Preparing to implement CRM, a system to help manage customer relationships, mostly consists of people inside the business talking to each other.

Yet customer relationship management happens daily through the myriad conversations between your staff and your customers.

Taking a customer view before implementing an internal support system is essential to provide an accurate business solution.

You know that software marketing claims cannot possibly be real, yet many executives continue to travel in hope and buy £multi-million programmes.

At best these manage complex customer statistics to help understand trends, buying habits and a range of customer-related issues.

> systems

But ‘systems-only’ CRM is not a panacea. CRM systems, no matter how smart, cannot manage your customer relationships for you – that is your job!

CRM sounds as if it covers ‘relationships’, ‘management’ and ‘customers’ yet so often none of these are fully considered in system design.

Businesses have one of three types of customer relationship, each relying on a different level of customer intimacy.

Systems can support at any level but the deepest, close customer intimacy needs a strong culture of customer orientation if the aspiration of customer-supplier partnership is to be met.

Level 1 relationships
The customer-supplier relationship is a ‘buyer-supplier’ transaction. This is epitomised by sales via tender, heavy price competition and margin erosion.

This is where the majority of relationships stay, typically held here through the supplier’s sales staff.

Level 2 relationships
The supplier becomes a long-term partner, working with the customer to develop an integrated supply chain that meets quality, price and time requirements.

This relationship is usually held at multiple levels in both organisations and managed by an account manager. Communication in this type of relationship is more complex, involving different people in the sales and delivery processes.

Level 3 relationships
Businesses operating at level three understand their customer’s customer and develop products and services in anticipation of their customer’s future needs.

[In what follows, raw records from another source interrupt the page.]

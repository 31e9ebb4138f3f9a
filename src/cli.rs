//! CLI struct definitions for the `agent-os` command line.
//!
//! Each command group's own clap types live beside its implementation in
//! `plugins/`; this file only assembles the top-level tree.

use crate::plugins::{agents, runner, specs, sync, tasks};

use clap::{Parser, Subcommand};
use std::path::PathBuf;

#[derive(Parser, Debug)]
#[clap(
    name = "agent-os",
    version = env!("CARGO_PKG_VERSION"),
    about = "Agent OS: specs, tasks, command sync and module agents across a multi-repo workspace."
)]
pub(crate) struct Cli {
    /// Verbose diagnostics on stderr (overridden by AGENT_OS_LOG).
    #[clap(short, long, global = true)]
    pub verbose: bool,
    #[clap(subcommand)]
    pub command: Command,
}

#[derive(clap::Args, Debug)]
pub(crate) struct InitCli {
    /// Workspace directory (defaults to current working directory).
    #[clap(short, long)]
    pub dir: Option<PathBuf>,
    /// Overwrite an existing config.toml.
    #[clap(long)]
    pub force: bool,
    /// Show what would change without writing files.
    #[clap(long)]
    pub dry_run: bool,
}

#[derive(Subcommand, Debug)]
pub(crate) enum Command {
    /// Create `.agent-os/` in a workspace
    #[clap(name = "init")]
    Init(InitCli),

    /// Create and inspect specs
    #[clap(name = "spec", visible_alias = "s")]
    Spec(specs::SpecCli),

    /// Track checkbox tasks in tasks.md
    #[clap(name = "task", visible_alias = "t")]
    Task(tasks::TaskCli),

    /// Copy command files across workspace repositories
    #[clap(name = "sync")]
    Sync(sync::SyncCli),

    /// Scaffold module agents
    #[clap(name = "agent")]
    Agent(agents::AgentCli),

    /// Run the configured test command
    #[clap(name = "test")]
    Test(runner::TestCli),

    /// Run a named project command
    #[clap(name = "project", visible_alias = "p")]
    Project(runner::ProjectCli),

    /// Show version information
    #[clap(name = "version")]
    Version,
}
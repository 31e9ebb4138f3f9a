//! Bounded fan-out over a rayon pool, gated by the mandatory-parallelism flag.
//!
//! Workers share no mutable state; results come back in input order even
//! though execution order is unspecified.

use crate::core::config::ParallelConfig;
use crate::core::error::AgentOsError;
use rayon::prelude::*;

/// Fails unless `parallel.enabled` is set in the workspace config.
pub fn ensure_parallel(cfg: &ParallelConfig) -> Result<(), AgentOsError> {
    if !cfg.enabled {
        return Err(AgentOsError::ValidationError(
            "parallel execution is mandatory: set [parallel] enabled = true in .agent-os/config.toml"
                .to_string(),
        ));
    }
    Ok(())
}

fn build_pool(cfg: &ParallelConfig) -> Result<rayon::ThreadPool, AgentOsError> {
    rayon::ThreadPoolBuilder::new()
        .num_threads(cfg.max_workers)
        .thread_name(|i| format!("agent-os-worker-{}", i))
        .build()
        .map_err(|e| AgentOsError::ValidationError(format!("worker pool: {}", e)))
}

pub fn par_map<T, R, F>(cfg: &ParallelConfig, items: Vec<T>, f: F) -> Result<Vec<R>, AgentOsError>
where
    T: Send,
    R: Send,
    F: Fn(T) -> R + Send + Sync,
{
    ensure_parallel(cfg)?;
    if items.is_empty() {
        return Ok(Vec::new());
    }
    let pool = build_pool(cfg)?;
    tracing::debug!(
        jobs = items.len(),
        workers = pool.current_num_threads(),
        "fan-out"
    );
    Ok(pool.install(|| items.into_par_iter().map(f).collect()))
}
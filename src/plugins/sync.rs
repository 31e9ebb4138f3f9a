//! Mirror command files from the source repository into every sibling repo.
//!
//! Each (target repo, file) pair is an independent job run on the bounded
//! worker pool. A failed job is reported and the rest keep going.

use crate::core::config::Config;
use crate::core::error::AgentOsError;
use crate::core::output::{self, OutputFormat};
use crate::core::parallel;
use crate::core::time;
use crate::core::tui::{self, ItemStatus};
use crate::core::workspace;
use clap::Parser;
use serde::Serialize;
use sha2::{Digest, Sha256};
use std::fs;
use std::path::{Path, PathBuf};

#[derive(Debug, Clone, PartialEq, Eq)]
pub struct SyncJob {
    pub repo: String,
    /// Path relative to the repository root.
    pub rel_path: PathBuf,
    pub source: PathBuf,
    pub dest: PathBuf,
}

#[derive(Debug, Clone, Copy, PartialEq, Eq, Serialize)]
#[serde(rename_all = "snake_case")]
pub enum SyncStatus {
    Created,
    Updated,
    Unchanged,
    Failed,
}

#[derive(Debug, Clone, Serialize)]
pub struct SyncResult {
    pub repo: String,
    pub path: String,
    pub status: SyncStatus,
    pub error: Option<String>,
}

#[derive(Debug, Clone, Default, Serialize)]
pub struct SyncReport {
    pub dry_run: bool,
    pub results: Vec<SyncResult>,
}

impl SyncReport {
    pub fn count(&self, status: SyncStatus) -> usize {
        self.results.iter().filter(|r| r.status == status).count()
    }

    pub fn failures(&self) -> Vec<String> {
        self.results
            .iter()
            .filter(|r| r.status == SyncStatus::Failed)
            .map(|r| {
                format!(
                    "{}/{}: {}",
                    r.repo,
                    r.path,
                    r.error.as_deref().unwrap_or("unknown error")
                )
            })
            .collect()
    }

    pub fn has_failures(&self) -> bool {
        self.count(SyncStatus::Failed) > 0
    }
}

pub fn source_repo(root: &Path, cfg: &Config) -> Result<PathBuf, AgentOsError> {
    let source = root.join(&cfg.sync.source);
    if !source.is_dir() {
        return Err(AgentOsError::NotFound(format!(
            "sync source repository {}",
            source.display()
        )));
    }
    Ok(source)
}

/// Files under `dir`, relative to `base`. Symlinked directories are not descended.
fn collect_files(base: &Path, dir: &Path, out: &mut Vec<PathBuf>) -> Result<(), AgentOsError> {
    for entry in fs::read_dir(dir)? {
        let entry = entry?;
        let path = entry.path();
        let file_type = entry.file_type()?;
        if file_type.is_dir() {
            collect_files(base, &path, out)?;
        } else if file_type.is_file() || (file_type.is_symlink() && path.is_file()) {
            let rel = path
                .strip_prefix(base)
                .map_err(|e| AgentOsError::PathError(format!("{}: {}", path.display(), e)))?;
            out.push(rel.to_path_buf());
        } else if file_type.is_symlink() {
            tracing::warn!(path = %path.display(), "skipping symlink that is not a file");
        }
    }
    Ok(())
}

pub fn plan_sync(root: &Path, cfg: &Config) -> Result<Vec<SyncJob>, AgentOsError> {
    cfg.sync.validate()?;
    let source = source_repo(root, cfg)?;
    let mut exclude = cfg.sync.exclude.clone();
    if let Some(name) = source.file_name() {
        exclude.push(name.to_string_lossy().to_string());
    }
    let targets: Vec<PathBuf> = workspace::discover_repos(root, &exclude)?
        .into_iter()
        .filter(|t| t != &source)
        .collect();

    let mut files = Vec::new();
    for dir in &cfg.sync.dirs {
        let abs = source.join(dir);
        if !abs.is_dir() {
            tracing::warn!(dir = %abs.display(), "sync directory missing in source, skipping");
            continue;
        }
        collect_files(&source, &abs, &mut files)?;
    }
    files.sort();
    files.dedup();

    let mut jobs = Vec::with_capacity(targets.len() * files.len());
    for target in &targets {
        let repo = target
            .file_name()
            .map(|n| n.to_string_lossy().to_string())
            .unwrap_or_else(|| target.display().to_string());
        for rel in &files {
            jobs.push(SyncJob {
                repo: repo.clone(),
                rel_path: rel.clone(),
                source: source.join(rel),
                dest: target.join(rel),
            });
        }
    }
    Ok(jobs)
}

pub fn sha256_file(path: &Path) -> Result<String, AgentOsError> {
    let bytes = fs::read(path)?;
    let mut hasher = Sha256::new();
    hasher.update(&bytes);
    Ok(format!("{:x}", hasher.finalize()))
}

fn apply_job(job: &SyncJob, dry_run: bool) -> Result<SyncStatus, AgentOsError> {
    let status = if job.dest.exists() {
        if sha256_file(&job.source)? == sha256_file(&job.dest)? {
            return Ok(SyncStatus::Unchanged);
        }
        SyncStatus::Updated
    } else {
        SyncStatus::Created
    };
    if !dry_run {
        if let Some(parent) = job.dest.parent() {
            fs::create_dir_all(parent)?;
        }
        fs::copy(&job.source, &job.dest)?;
    }
    Ok(status)
}

pub fn sync_one(job: &SyncJob, dry_run: bool) -> SyncResult {
    let path = job.rel_path.to_string_lossy().to_string();
    match apply_job(job, dry_run) {
        Ok(status) => {
            tracing::debug!(repo = %job.repo, path = %path, ?status, "synced");
            SyncResult {
                repo: job.repo.clone(),
                path,
                status,
                error: None,
            }
        }
        Err(e) => {
            tracing::warn!(repo = %job.repo, path = %path, error = %e, "sync failed, continuing");
            SyncResult {
                repo: job.repo.clone(),
                path,
                status: SyncStatus::Failed,
                error: Some(e.to_string()),
            }
        }
    }
}

pub fn run_sync(root: &Path, cfg: &Config, dry_run: bool) -> Result<SyncReport, AgentOsError> {
    parallel::ensure_parallel(&cfg.parallel)?;
    let jobs = plan_sync(root, cfg)?;
    tracing::info!(jobs = jobs.len(), dry_run, "sync planned");
    let results = parallel::par_map(&cfg.parallel, jobs, |job| sync_one(&job, dry_run))?;
    Ok(SyncReport { dry_run, results })
}

#[derive(Parser, Debug)]
#[clap(name = "sync", about = "Copy command files from the source repo into every workspace repo.")]
pub struct SyncCli {
    #[clap(long, value_enum, default_value = "text")]
    pub format: OutputFormat,
    /// Report what would change without copying.
    #[clap(long)]
    pub dry_run: bool,
}

fn status_icon(status: SyncStatus) -> ItemStatus {
    match status {
        SyncStatus::Created => ItemStatus::Created,
        SyncStatus::Updated => ItemStatus::Updated,
        SyncStatus::Unchanged => ItemStatus::Unchanged,
        SyncStatus::Failed => ItemStatus::Failed,
    }
}

pub fn run_sync_cli(root: &Path, cfg: &Config, cli: SyncCli) -> Result<(), AgentOsError> {
    let report = run_sync(root, cfg, cli.dry_run)?;
    match cli.format {
        OutputFormat::Json => output::print_json(&time::command_envelope(
            "sync",
            if report.has_failures() { "error" } else { "ok" },
            serde_json::json!({
                "dry_run": report.dry_run,
                "created": report.count(SyncStatus::Created),
                "updated": report.count(SyncStatus::Updated),
                "unchanged": report.count(SyncStatus::Unchanged),
                "failed": report.count(SyncStatus::Failed),
                "results": report.results,
            }),
        )),
        OutputFormat::Text => {
            let mut current_repo = "";
            for r in &report.results {
                if r.status == SyncStatus::Unchanged {
                    continue;
                }
                if r.repo != current_repo {
                    tui::print_section(&r.repo);
                    current_repo = r.repo.as_str();
                }
                tui::print_status_line(&r.path, status_icon(r.status), 0);
            }
            let failed = report.count(SyncStatus::Failed);
            tui::print_summary(
                if report.dry_run { "sync (dry run)" } else { "sync" },
                report.results.len() - failed,
                failed,
            );
        }
    }
    if report.has_failures() {
        return Err(AgentOsError::ValidationError(format!(
            "{} sync job(s) failed: {}",
            report.count(SyncStatus::Failed),
            output::preview_messages(&report.failures(), 3, 120)
        )));
    }
    Ok(())
}
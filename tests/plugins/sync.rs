use agentos::core::config::Config;
use agentos::core::error::AgentOsError;
use agentos::plugins::sync::{SyncStatus, plan_sync, run_sync, sha256_file};
use std::fs;
use std::path::Path;
use tempfile::tempdir;

fn make_repo(root: &Path, name: &str) {
    fs::create_dir_all(root.join(name).join(".git")).unwrap();
}

fn write(path: &Path, content: &str) {
    fs::create_dir_all(path.parent().unwrap()).unwrap();
    fs::write(path, content).unwrap();
}

/// Workspace with a source repo holding two command files and three targets.
fn workspace() -> (tempfile::TempDir, Config) {
    let tmp = tempdir().unwrap();
    let root = tmp.path();
    fs::create_dir_all(root.join(".agent-os")).unwrap();
    make_repo(root, "agent-os");
    make_repo(root, "api");
    make_repo(root, "web");
    make_repo(root, "worker");
    fs::create_dir_all(root.join("not-a-repo")).unwrap();

    write(&root.join("agent-os/.claude/commands/plan.md"), "# plan\n");
    write(&root.join("agent-os/.claude/commands/nested/review.md"), "# review\n");

    let mut cfg = Config::default();
    cfg.parallel.max_workers = 3;
    (tmp, cfg)
}

#[test]
fn test_plan_covers_every_target_and_file() {
    let (tmp, cfg) = workspace();
    let jobs = plan_sync(tmp.path(), &cfg).unwrap();
    assert_eq!(jobs.len(), 6);

    let repos: std::collections::BTreeSet<&str> = jobs.iter().map(|j| j.repo.as_str()).collect();
    assert_eq!(repos.into_iter().collect::<Vec<_>>(), vec!["api", "web", "worker"]);
    assert!(jobs.iter().all(|j| j.source.starts_with(tmp.path().join("agent-os"))));
    assert!(
        jobs.iter()
            .any(|j| j.rel_path == Path::new(".claude/commands/nested/review.md"))
    );
}

#[test]
fn test_exclude_skips_targets() {
    let (tmp, mut cfg) = workspace();
    cfg.sync.exclude = vec!["web".to_string()];
    let jobs = plan_sync(tmp.path(), &cfg).unwrap();
    assert_eq!(jobs.len(), 4);
    assert!(jobs.iter().all(|j| j.repo != "web"));
}

#[test]
fn test_sync_creates_then_reports_unchanged() {
    let (tmp, cfg) = workspace();
    let root = tmp.path();

    let first = run_sync(root, &cfg, false).unwrap();
    assert_eq!(first.count(SyncStatus::Created), 6);
    assert!(!first.has_failures());
    assert_eq!(
        fs::read_to_string(root.join("web/.claude/commands/nested/review.md")).unwrap(),
        "# review\n"
    );

    let second = run_sync(root, &cfg, false).unwrap();
    assert_eq!(second.count(SyncStatus::Unchanged), 6);
}

#[test]
fn test_sync_updates_changed_files() {
    let (tmp, cfg) = workspace();
    let root = tmp.path();
    write(&root.join("api/.claude/commands/plan.md"), "# stale\n");

    let report = run_sync(root, &cfg, false).unwrap();
    let api_plan = report
        .results
        .iter()
        .find(|r| r.repo == "api" && r.path.ends_with("plan.md"))
        .unwrap();
    assert_eq!(api_plan.status, SyncStatus::Updated);
    assert_eq!(
        sha256_file(&root.join("api/.claude/commands/plan.md")).unwrap(),
        sha256_file(&root.join("agent-os/.claude/commands/plan.md")).unwrap()
    );
}

#[test]
fn test_dry_run_copies_nothing() {
    let (tmp, cfg) = workspace();
    let root = tmp.path();
    let report = run_sync(root, &cfg, true).unwrap();
    assert!(report.dry_run);
    assert_eq!(report.count(SyncStatus::Created), 6);
    assert!(!root.join("api/.claude").exists());
}

#[test]
fn test_one_failure_does_not_stop_other_jobs() {
    let (tmp, cfg) = workspace();
    let root = tmp.path();
    // A directory where a file should go makes that single job fail.
    fs::create_dir_all(root.join("worker/.claude/commands/plan.md")).unwrap();

    let report = run_sync(root, &cfg, false).unwrap();
    assert_eq!(report.count(SyncStatus::Failed), 1);
    assert_eq!(report.count(SyncStatus::Created), 5);
    assert!(report.failures()[0].starts_with("worker/"));
    assert!(root.join("worker/.claude/commands/nested/review.md").is_file());
}

#[test]
fn test_parallelism_is_mandatory() {
    let (tmp, mut cfg) = workspace();
    cfg.parallel.enabled = false;
    let err = run_sync(tmp.path(), &cfg, false).unwrap_err();
    assert!(matches!(err, AgentOsError::ValidationError(_)));
}

#[test]
fn test_missing_source_is_not_found() {
    let (tmp, mut cfg) = workspace();
    cfg.sync.source = "does-not-exist".to_string();
    assert!(matches!(
        plan_sync(tmp.path(), &cfg),
        Err(AgentOsError::NotFound(_))
    ));
}

#[cfg(unix)]
#[test]
fn test_symlinked_directories_are_not_followed() {
    let (tmp, mut cfg) = workspace();
    let root = tmp.path();
    fs::remove_dir_all(root.join("agent-os/.claude/commands/nested")).unwrap();
    std::os::unix::fs::symlink("..", root.join("agent-os/.claude/commands/loop")).unwrap();
    std::os::unix::fs::symlink("plan.md", root.join("agent-os/.claude/commands/alias.md"))
        .unwrap();
    cfg.sync.exclude = vec!["web".to_string(), "worker".to_string()];

    let jobs = plan_sync(root, &cfg).unwrap();
    let paths: Vec<&Path> = jobs.iter().map(|j| j.rel_path.as_path()).collect();
    assert_eq!(
        paths,
        vec![
            Path::new(".claude/commands/alias.md"),
            Path::new(".claude/commands/plan.md"),
        ]
    );
}

#[test]
fn test_sync_dirs_outside_the_repo_are_rejected() {
    let (tmp, mut cfg) = workspace();
    for bad in ["../escape", "/abs/commands"] {
        cfg.sync.dirs = vec![bad.to_string()];
        assert!(
            matches!(plan_sync(tmp.path(), &cfg), Err(AgentOsError::ConfigError(_))),
            "{}",
            bad
        );
    }
}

Reaching this level is likely to demand joint strategy development with joint systems.

> systems and data

Imagine the scenario once senior management has decided to go the CRM route.

IT picks up the project and begins by running workshops with potential system users, where users create wish lists of functions, tools and data. IT then evaluates packages against the list and chooses the best fit with system requirements and budget.

The big problem with this approach is its systems and data focus, which always require compromise since no system will be all things to all businesses.

This compromise problem is exacerbated by monolithic CRM implementations.

Nucleus Research, the global research and advisory firm recommend rapidly deployable CRM solutions with a small footprint, extending them over time as business objectives dictate.

The scenario of IT-led development misses the customer entirely, being user-focused and seeking to manage information about customers rather than relationships with them.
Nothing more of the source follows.